WHAT NEEDS TO BE DONE:
Please reproduce the full set of data below exactly.
***** DATA FOR THE TASK *****
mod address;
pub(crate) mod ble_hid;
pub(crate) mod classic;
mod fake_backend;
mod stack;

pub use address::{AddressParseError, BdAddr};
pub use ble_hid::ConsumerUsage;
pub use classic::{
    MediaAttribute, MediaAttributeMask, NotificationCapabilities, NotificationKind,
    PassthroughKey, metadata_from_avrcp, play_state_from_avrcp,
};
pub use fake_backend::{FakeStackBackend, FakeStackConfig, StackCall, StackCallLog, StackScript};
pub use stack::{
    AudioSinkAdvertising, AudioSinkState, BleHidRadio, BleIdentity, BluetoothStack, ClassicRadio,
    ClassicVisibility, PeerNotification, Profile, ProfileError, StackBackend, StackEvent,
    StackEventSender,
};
*****
OUTPUT OF THE EXERCISE:
mod address;
pub(crate) mod ble_hid;
pub(crate) mod classic;
mod fake_backend;
mod stack;

pub use address::{AddressParseError, BdAddr};
pub use ble_hid::ConsumerUsage;
pub use classic::{
    MediaAttribute, MediaAttributeMask, NotificationCapabilities, NotificationKind,
    PassthroughKey, metadata_from_avrcp, play_state_from_avrcp,
};
pub use fake_backend::{FakeStackBackend, FakeStackConfig, StackCall, StackCallLog, StackScript};
pub use stack::{
    AudioSinkAdvertising, AudioSinkState, BleHidRadio, BleIdentity, BluetoothStack, ClassicRadio,
    ClassicVisibility, PeerNotification, Profile, ProfileError, StackBackend, StackEvent,
    StackEventSender,
};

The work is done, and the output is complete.